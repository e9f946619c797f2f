// Rust guideline compliant 2026-02-06

//! Command-line surface of the partial-flake8 hook.

use crate::{logging, terminal};
use anyhow::{Context, Result};
use clap::Parser;
use partial_flake8_core::{ColorMode, HookConfig};
use partial_flake8_hooks::{Flake8, GitDiffSource, PreCommitHook};
use std::io::Write;
use std::path::PathBuf;
use termcolor::StandardStream;
use tracing::debug;

/// Lint staged Python files, blocking only on problems the commit is responsible for.
#[derive(Parser, Debug)]
#[command(
    name = "partial-flake8",
    version,
    about = "Pre-commit hook running flake8 on the lines a commit touches",
    long_about = "Runs flake8 against staged Python files. Style findings only block the commit when they sit on added or modified lines; every other finding always blocks.",
    after_help = "Examples:\n  partial-flake8 app/views.py app/models.py\n  partial-flake8 --linter-config setup.cfg $(git diff --cached --name-only)\n\nSkip the hook with: git commit --no-verify\n"
)]
pub struct Cli {
    /// Staged files to check, relative to the repository root
    pub filenames: Vec<PathBuf>,

    /// Linter executable
    #[arg(long)]
    pub linter: Option<String>,

    /// Linter configuration file (relative paths resolve against the repository root)
    #[arg(long)]
    pub linter_config: Option<PathBuf>,

    /// When to color the report
    #[arg(long, value_enum)]
    pub color: Option<ColorArg>,

    /// Disable colored output
    #[arg(long)]
    pub no_color: bool,

    /// Diagnostic log level (error, warn, info, debug, trace)
    #[arg(long)]
    pub log_level: Option<String>,
}

/// `--color` values.
#[derive(Debug, Clone, Copy, PartialEq, Eq, clap::ValueEnum)]
pub enum ColorArg {
    Auto,
    Always,
    Never,
}

impl From<ColorArg> for ColorMode {
    fn from(arg: ColorArg) -> Self {
        match arg {
            ColorArg::Auto => ColorMode::Auto,
            ColorArg::Always => ColorMode::Always,
            ColorArg::Never => ColorMode::Never,
        }
    }
}

impl Cli {
    /// Applies command-line overrides on top of the loaded configuration.
    pub fn apply_overrides(&self, config: &mut HookConfig) {
        if let Some(linter) = &self.linter {
            config.linter = linter.clone();
        }
        if let Some(path) = &self.linter_config {
            config.linter_config = path.clone();
        }
        if let Some(color) = self.color {
            config.color = color.into();
        }
    }
}

/// Runs the hook for the repository containing the current directory.
///
/// # Returns
///
/// The process exit code: 0 allows the commit, 1 blocks it.
///
/// # Errors
///
/// Returns an error if:
/// - Logging, the repository or the configuration cannot be set up
/// - git or the linter fails
/// - The report cannot be written
pub fn run(cli: &Cli) -> Result<i32> {
    logging::init_tracing(cli.log_level.as_deref())?;

    let cwd = std::env::current_dir().context("cannot read current directory")?;
    let git = GitDiffSource::discover(&cwd)?;
    let repo_root = git.repo_root().to_path_buf();
    debug!(root = %repo_root.display(), "resolved repository root");

    let mut config = HookConfig::load(&repo_root).context("failed to load configuration")?;
    cli.apply_overrides(&mut config);
    config.validate()?;

    let linter = Flake8::from_config(&config, &repo_root);
    let hook = PreCommitHook::new(git, linter, repo_root);

    let mut stdout = StandardStream::stdout(terminal::color_choice(config.color, cli.no_color));
    let outcome = hook.run(&cli.filenames, &mut stdout)?;
    stdout.flush()?;

    Ok(outcome.exit_code())
}
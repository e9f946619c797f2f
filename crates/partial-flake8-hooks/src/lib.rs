// Rust guideline compliant 2026-02-06

//! Partial Flake8 Git Hooks
//!
//! This crate wires the core decision logic to its collaborators:
//! - Staged diffs from git (libgit2) and their added line numbers
//! - Findings from an external flake8 process
//! - The pre-commit pipeline and its colored report

pub mod flake8;
pub mod git;
pub mod patch;
pub mod pre_commit;
pub mod report;
pub mod sources;

pub use flake8::Flake8;
pub use git::GitDiffSource;
pub use patch::added_lines;
pub use pre_commit::{HookOutcome, PreCommitHook};
pub use sources::{DiffSource, LintSource};
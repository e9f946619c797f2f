// Rust guideline compliant 2026-02-06

//! Collaborator seams for the pre-commit hook.
//!
//! The hook only ever talks to git and the linter through these traits, so
//! the decision logic can be exercised with canned text.

use partial_flake8_core::{ChangeSet, LintFinding, Result};
use std::path::Path;

/// Source of the lines the pending commit touches.
pub trait DiffSource {
    /// Returns the added or modified line numbers of `file` in the index.
    ///
    /// A file without a staged diff yields an empty set.
    ///
    /// # Errors
    ///
    /// Returns an error if the version-control system cannot be queried.
    fn changed_lines(&self, file: &Path) -> Result<ChangeSet>;
}

/// Source of lint findings.
pub trait LintSource {
    /// Lints `file` and returns its findings in report order.
    ///
    /// # Errors
    ///
    /// Returns an error if the linter cannot be run.
    fn findings(&self, file: &Path) -> Result<Vec<LintFinding>>;
}
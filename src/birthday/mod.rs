//! Birthday domain models and logic
//!
//! Split into submodules:
//! - `calendar`: next-birthday and age arithmetic
//! - `person`: person, id, and raw roster entry types
//! - `roster`: person registry with parent resolution
//! - `urgency`: days-left presentation buckets
//! - `phrase`: birthday sentences and contact prompts
//! - `selection`: page state and its reducer
//! - `queries`: filter and sort pipeline producing the visible list

pub mod calendar;
mod person;
pub mod phrase;
pub mod queries;
mod roster;
mod selection;
mod urgency;

pub use calendar::local_date_today;
pub use person::{Gender, Person, PersonId, RosterEntry};
pub use roster::Roster;
pub use selection::{Action, FilterCategory, SelectionState, SortOrder, View};
pub use urgency::Urgency;
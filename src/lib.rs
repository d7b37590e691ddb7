//! Birthday MCP Server Library
//!
//! This library provides a Model Context Protocol (MCP) server that lists the
//! upcoming birthdays of a family roster, with French phrasing. Clients change
//! the view, filters, and search text through tools; every change redraws the
//! whole page.
//!
//! # Architecture
//!
//! - **MCP Layer**: `BirthdayServerHandler` - one tool per page interaction
//! - **Domain Layer**: `birthday` module - birthday arithmetic, roster, selection reducer, list pipeline
//! - **Presentation Layer**: `locale` and `formatting` modules - wording and text rendering
//! - **Configuration**: `config` module - TOML roster files and the built-in roster
//!
//! # Example
//!
//! ```no_run
//! use birthday_mcp::BirthdayServerHandler;
//! use birthday_mcp::birthday::local_date_today;
//! use anyhow::Result;
//!
//! #[tokio::main]
//! async fn main() -> Result<()> {
//!     let handler = BirthdayServerHandler::new(None, local_date_today())?;
//!     println!("{}", handler.render_page());
//!     Ok(())
//! }
//! ```

pub mod birthday;
pub mod config;
pub mod error;
pub mod formatting;
mod handlers;
pub mod locale;
pub mod validation;

use anyhow::Result;
use chrono::NaiveDate;
use mcp_attr::Result as McpResult;
use mcp_attr::server::{McpServer, mcp_server};
use std::sync::Mutex;
use tracing::{debug, info};

use birthday::{Action, Roster, SelectionState, queries};
use locale::{French, Locale};

// Re-export commonly used types
pub use birthday::{Person, PersonId, View};
pub use config::{RosterFile, RosterSource, Settings};
pub use error::RosterError;

/// MCP Server handler for the birthday page
///
/// Holds the roster, computed once against the reference date, and the
/// mutable page selection. Tool calls are serialized through the selection
/// lock, so each one runs to completion before the next.
pub struct BirthdayServerHandler {
    pub(crate) roster: Roster,
    pub(crate) settings: Settings,
    pub(crate) today: NaiveDate,
    pub(crate) locale: Box<dyn Locale>,
    pub(crate) state: Mutex<SelectionState>,
}

impl BirthdayServerHandler {
    /// Create a new handler
    ///
    /// # Arguments
    /// * `roster_path` - Roster TOML file, or `None` for the built-in roster
    /// * `today` - Reference date for all birthday computations
    ///
    /// # Example
    /// ```no_run
    /// # use birthday_mcp::BirthdayServerHandler;
    /// # use chrono::NaiveDate;
    /// # use anyhow::Result;
    /// # fn main() -> Result<()> {
    /// let today = NaiveDate::from_ymd_opt(2024, 3, 10).unwrap();
    /// let handler = BirthdayServerHandler::new(Some("family.toml"), today)?;
    /// # Ok(())
    /// # }
    /// ```
    pub fn new(roster_path: Option<&str>, today: NaiveDate) -> Result<Self> {
        let file = RosterSource::new(roster_path).load()?;
        Self::from_roster_file(file, today)
    }

    /// Create a handler from an already parsed roster file
    pub fn from_roster_file(file: RosterFile, today: NaiveDate) -> Result<Self> {
        let roster = Roster::build(file.people, today)?;
        info!(%today, people = roster.len(), "Birthdays computed");
        Ok(Self {
            roster,
            settings: file.settings,
            today,
            locale: Box::new(French),
            state: Mutex::new(SelectionState::new()),
        })
    }

    pub fn roster(&self) -> &Roster {
        &self.roster
    }

    pub fn today(&self) -> NaiveDate {
        self.today
    }

    /// Snapshot of the current selection
    pub fn selection(&self) -> SelectionState {
        self.state.lock().unwrap().clone()
    }

    /// Render the full page for the current selection
    pub fn render_page(&self) -> String {
        let state = self.state.lock().unwrap();
        self.render_with(&state)
    }

    /// Apply one interaction, then redraw
    pub(crate) fn apply(&self, action: Action) -> String {
        let mut state = self.state.lock().unwrap();
        debug!(?action, "Applying action");
        *state = std::mem::take(&mut *state).reduce(action);
        self.render_with(&state)
    }

    fn render_with(&self, state: &SelectionState) -> String {
        let people = queries::visible_people(&self.roster, state);
        let locale = self.locale.as_ref();
        format!(
            "{}\n{}",
            formatting::format_nav(&self.roster, state, locale),
            formatting::format_people(&people, &self.roster, self.today, &self.settings, locale)
        )
    }
}

/// Family birthday agenda with French phrasing.
///
/// The page shows everyone's next birthday, the age they will reach, and how soon it is.
/// Children turning less than 21 within 30 days get a prompt naming the parent to contact.
///
/// Key concepts:
/// - **agenda view**: sorted by next birthday, soonest first
/// - **age view**: sorted by age; selecting it again flips youngest-first/oldest-first
/// - **filters**: birth years and parents combine with AND; a parent filter also shows the parent
/// - **search**: case-insensitive name substring
///
/// Every tool returns the redrawn page: navigation first, then the list.
/// Selected buttons are shown in [brackets].
#[mcp_server]
impl McpServer for BirthdayServerHandler {
    /// **Show page**: Render the current navigation and birthday list without changing anything.
    #[tool]
    async fn agenda(&self) -> McpResult<String> {
        self.handle_agenda().await
    }

    /// **Change view**: "agenda" sorts by next birthday; "age" sorts by age.
    /// Selecting "age" while already in age view flips the sort direction.
    #[tool]
    async fn select_view(
        &self,
        /// View: agenda/age
        view: String,
    ) -> McpResult<String> {
        self.handle_select_view(view).await
    }

    /// **Year filter**: Toggle a birth year, or "clear" to deselect all, or "all" to select all.
    #[tool]
    async fn toggle_year(
        &self,
        /// Birth year (e.g., "1978"), "clear", or "all"
        value: String,
    ) -> McpResult<String> {
        self.handle_toggle_year(value).await
    }

    /// **Parent filter**: Toggle a parent by name or id, or "clear" / "all".
    /// A selected parent shows their children and themself.
    #[tool]
    async fn toggle_parent(
        &self,
        /// Parent name (e.g., "Maryline"), person id, "clear", or "all"
        value: String,
    ) -> McpResult<String> {
        self.handle_toggle_parent(value).await
    }

    /// **Filter panel**: Open the year or parent panel listing the available values; same category again closes it.
    #[tool]
    async fn toggle_filter_category(
        &self,
        /// Category: year/parent
        category: String,
    ) -> McpResult<String> {
        self.handle_toggle_filter_category(category).await
    }

    /// **Reset**: Clear year and parent filters. View, sort direction, and search are kept.
    #[tool]
    async fn reset_filters(&self) -> McpResult<String> {
        self.handle_reset_filters().await
    }

    /// **Search**: Show only names containing the text (case-insensitive). Omit or leave blank to clear.
    #[tool]
    async fn search(
        &self,
        /// Text to look for in names (optional)
        query: Option<String>,
    ) -> McpResult<String> {
        self.handle_search(query).await
    }
}
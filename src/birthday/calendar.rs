//! Birthday date arithmetic
//!
//! All computations are at day granularity against a reference date captured
//! once at startup.

use chrono::{Datelike, Local, Months, NaiveDate};

/// Get the current date in local timezone
pub fn local_date_today() -> NaiveDate {
    Local::now().date_naive()
}

/// Get the anniversary of `birth_date` in `year`
///
/// A Feb 29 birth date falls on March 1 in non-leap years.
/// Returns `None` only when `year` is outside chrono's calendar range.
pub fn anniversary_in(birth_date: NaiveDate, year: i32) -> Option<NaiveDate> {
    NaiveDate::from_ymd_opt(year, birth_date.month(), birth_date.day())
        .or_else(|| NaiveDate::from_ymd_opt(year, 3, 1))
}

/// Get the next birthday on or after `today`
///
/// # Arguments
/// * `birth_date` - Date of birth
/// * `today` - Reference date
///
/// # Returns
/// The anniversary in `today`'s year, or, when that is strictly before
/// `today`, the same date moved one year forward. The move clamps to the end
/// of the month, so a Feb 29 birthday that already fell on March 1 stays on
/// March 1 and a leap-year Feb 29 becomes Feb 28.
pub fn next_birthday(birth_date: NaiveDate, today: NaiveDate) -> Option<NaiveDate> {
    let this_year = anniversary_in(birth_date, today.year())?;
    if this_year < today {
        this_year.checked_add_months(Months::new(12))
    } else {
        Some(this_year)
    }
}

/// Age reached on `next_birthday`
///
/// Equals the plain year difference to `today` when the birthday falls in
/// `today`'s year, and that difference plus one otherwise.
pub fn birthday_age(birth_date: NaiveDate, next_birthday: NaiveDate) -> i32 {
    next_birthday.year() - birth_date.year()
}

/// Number of calendar days from `today` to `date`
pub fn days_until(date: NaiveDate, today: NaiveDate) -> i64 {
    date.signed_duration_since(today).num_days()
}

#[cfg(test)]
mod tests {
    use super::*;

    fn date(y: i32, m: u32, d: u32) -> NaiveDate {
        NaiveDate::from_ymd_opt(y, m, d).unwrap()
    }

    #[test]
    fn test_next_birthday_later_this_year() {
        let next = next_birthday(date(1978, 9, 30), date(2024, 3, 10)).unwrap();
        assert_eq!(next, date(2024, 9, 30));
        assert_eq!(birthday_age(date(1978, 9, 30), next), 46);
    }

    #[test]
    fn test_next_birthday_already_passed() {
        let next = next_birthday(date(1985, 1, 1), date(2024, 3, 10)).unwrap();
        assert_eq!(next, date(2025, 1, 1));
        assert_eq!(birthday_age(date(1985, 1, 1), next), 40);
    }

    #[test]
    fn test_next_birthday_today() {
        let today = date(2024, 5, 23);
        let next = next_birthday(date(1948, 5, 23), today).unwrap();
        assert_eq!(next, today);
        assert_eq!(days_until(next, today), 0);
        assert_eq!(birthday_age(date(1948, 5, 23), next), 76);
    }

    #[test]
    fn test_next_birthday_yesterday_rolls_over() {
        let next = next_birthday(date(1948, 5, 23), date(2024, 5, 24)).unwrap();
        assert_eq!(next, date(2025, 5, 23));
    }

    #[test]
    fn test_leap_day_birthday() {
        let birth = date(2000, 2, 29);
        assert_eq!(anniversary_in(birth, 2023), Some(date(2023, 3, 1)));
        assert_eq!(anniversary_in(birth, 2024), Some(date(2024, 2, 29)));

        // Non-leap year, before March 1
        let next = next_birthday(birth, date(2023, 2, 10)).unwrap();
        assert_eq!(next, date(2023, 3, 1));
        assert_eq!(birthday_age(birth, next), 23);
    }

    #[test]
    fn test_leap_day_birthday_after_it_passed() {
        let birth = date(2000, 2, 29);

        // Rolled to March 1 this year, moved forward from there
        let next = next_birthday(birth, date(2023, 3, 5)).unwrap();
        assert_eq!(next, date(2024, 3, 1));
        assert_eq!(birthday_age(birth, next), 24);

        // Leap year: Feb 29 moved forward clamps to Feb 28
        let next = next_birthday(birth, date(2024, 3, 5)).unwrap();
        assert_eq!(next, date(2025, 2, 28));
        assert_eq!(birthday_age(birth, next), 25);

        let next = next_birthday(birth, date(2024, 2, 29)).unwrap();
        assert_eq!(next, date(2024, 2, 29));
    }

    #[test]
    fn test_next_birthday_never_before_today() {
        let birth = date(1990, 12, 31);
        let mut today = date(2024, 1, 1);
        while today < date(2025, 1, 15) {
            let next = next_birthday(birth, today).unwrap();
            assert!(next >= today, "{} < {}", next, today);
            assert!(days_until(next, today) <= 366);
            today = today.succ_opt().unwrap();
        }
    }

    #[test]
    fn test_age_increases_across_birthday() {
        let birth = date(2010, 6, 15);
        let before = next_birthday(birth, date(2024, 6, 15)).unwrap();
        let after = next_birthday(birth, date(2024, 6, 16)).unwrap();
        assert_eq!(birthday_age(birth, before), 14);
        assert_eq!(birthday_age(birth, after), 15);
    }

    #[test]
    fn test_days_until_crosses_year() {
        assert_eq!(days_until(date(2025, 1, 1), date(2024, 12, 31)), 1);
        assert_eq!(days_until(date(2024, 12, 31), date(2024, 1, 1)), 365);
    }
}
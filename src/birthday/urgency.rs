use std::fmt;

/// Presentation bucket derived from the days left until a birthday
#[derive(Debug, Clone, Copy, PartialEq, Eq, Hash)]
pub enum Urgency {
    Today,
    Tomorrow,
    /// Less than 30 days
    VerySoon,
    /// Less than 90 days
    Normal,
    /// Less than 180 days
    LessSoon,
    Distant,
}

impl Urgency {
    /// Classify by the number of days until the next birthday
    pub fn classify(days_until: i64) -> Self {
        match days_until {
            ..=0 => Urgency::Today,
            1 => Urgency::Tomorrow,
            2..30 => Urgency::VerySoon,
            30..90 => Urgency::Normal,
            90..180 => Urgency::LessSoon,
            _ => Urgency::Distant,
        }
    }

    /// Style class name; empty for `Normal`
    pub fn class_name(self) -> &'static str {
        match self {
            Urgency::Today => "today",
            Urgency::Tomorrow => "tomorrow",
            Urgency::VerySoon => "verySoon",
            Urgency::Normal => "",
            Urgency::LessSoon => "lessSoon",
            Urgency::Distant => "distant",
        }
    }
}

impl fmt::Display for Urgency {
    fn fmt(&self, f: &mut fmt::Formatter<'_>) -> fmt::Result {
        f.write_str(self.class_name())
    }
}

#[cfg(test)]
mod tests {
    use super::*;

    #[test]
    fn test_classify_thresholds() {
        assert_eq!(Urgency::classify(0), Urgency::Today);
        assert_eq!(Urgency::classify(1), Urgency::Tomorrow);
        assert_eq!(Urgency::classify(2), Urgency::VerySoon);
        assert_eq!(Urgency::classify(29), Urgency::VerySoon);
        assert_eq!(Urgency::classify(30), Urgency::Normal);
        assert_eq!(Urgency::classify(89), Urgency::Normal);
        assert_eq!(Urgency::classify(90), Urgency::LessSoon);
        assert_eq!(Urgency::classify(179), Urgency::LessSoon);
        assert_eq!(Urgency::classify(180), Urgency::Distant);
        assert_eq!(Urgency::classify(365), Urgency::Distant);
    }

    #[test]
    fn test_class_names() {
        assert_eq!(Urgency::VerySoon.class_name(), "verySoon");
        assert_eq!(Urgency::Normal.to_string(), "");
        assert_eq!(Urgency::LessSoon.to_string(), "lessSoon");
    }
}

__Exercise description__: Where does the string "Distant" appear in the records above? Show every line that holds it.

__Task solution__:
    Distant,
            _ => Urgency::Distant,
            Urgency::Distant => "distant",
        assert_eq!(Urgency::classify(180), Urgency::Distant);
        assert_eq!(Urgency::classify(365), Urgency::Distant);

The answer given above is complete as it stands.